Beef undoubtedly has negative impacts, but so too do its vegetarian replacements. What must be thought about is why we consume such an expensive product with this knowledge in the first place: it is tasty, it is highly nutritious, and it is our choice. In terms of ethics, this is another area of difficulty. In my arguments with a committed animal rights activist, he had the gall to tell me that agriculture was the equivalent to the Chattel Slave Trade undertaken in the Atlantic during the 1600-1800s. The cramming of human beings, men, women, children, into the dank, festering under compartments of ships with little water, food, and space to even defecate, compared to the Red Tractor qualified, free-grazing beef that the LSE consumes, is nothing more than offensive garbage. Does the agricultural industry have space to improve? Yes, of course. But is it comparable to the sufferings of the Slave Trade? No. Not in the slightest. To have such radical, completely insensitive views propagated in defence of banning beef on campus is enough to give most students pause for thought.

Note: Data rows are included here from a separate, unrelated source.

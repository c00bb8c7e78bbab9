use crate::domain::model::{ClassificationResult, ExerciseRecord};

pub const REPLY_PREAMBLE: &str = "Based on your symptoms, I recommend these physiotherapy exercises:";

pub const DISCLAIMER: &str = "**Important**: Please consult with a qualified physiotherapist before starting any exercise program. These are general recommendations only.";

pub fn format_exercise(exercise: &ExerciseRecord) -> String {
    format!(
        "**{}**: {} ({}, {})",
        exercise.name, exercise.description, exercise.repetitions, exercise.duration
    )
}

/// Renders the bot reply: preamble, one block per exercise, disclaimer.
pub fn format_reply(result: &ClassificationResult) -> String {
    let exercise_text = result
        .exercises
        .iter()
        .map(format_exercise)
        .collect::<Vec<_>>()
        .join("\n\n");

    format!("{}\n\n{}\n\n{}", REPLY_PREAMBLE, exercise_text, DISCLAIMER)
}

Now what of my arguments in favour of keeping beef, and animal products in general? I believe very firmly in freedom of choice. I believe in the intelligent people of LSE, who are not ignorant to the concerns of environmentalists about consumption of animal products, and yet make the conscientious choice to select their own meals. I do not believe that it is right for students to make such choices on behalf of other students without their explicit consent. The fantastic initiatives by Ella Roper-Marshall and Will Banks (Improving Mental Health Provision) and Jack Boyd and Sam Rowlands (Drug Policy Reform) are especially important because they give, they do not take away. The contention with this proposal is that it takes away autonomy, choice, and respect for intelligent individuals who already know the costs of what they consume. If this policy continues, we will see the removal of eggs, milk, cheese, fish, and wool from our campus, without any regard for the individuals who responsibly consume them.
LSE’s founding motto was “for the betterment of society”. But if that society does not offer us the choice to make compromises and exercise our rational, educated minds in areas that we disagree with our friends and peers on, then it cannot be bettered. Consuming beef or animal products is not a criminal act, nor is it a socially irresponsible one. The Beef ban is not just an assault on the students, faculty, and staff’s intelligence, autonomy, and standing, where the SU treats them like children who must be taught what to have and not have without regard for their own preferences. But it is also a slippery slope. Soon we will find more things banned, as the motion itself states. This is the argument in the Road to Serfdom, LSE’s own F.A.Hayek’s seminal work. It seems more of us should read it.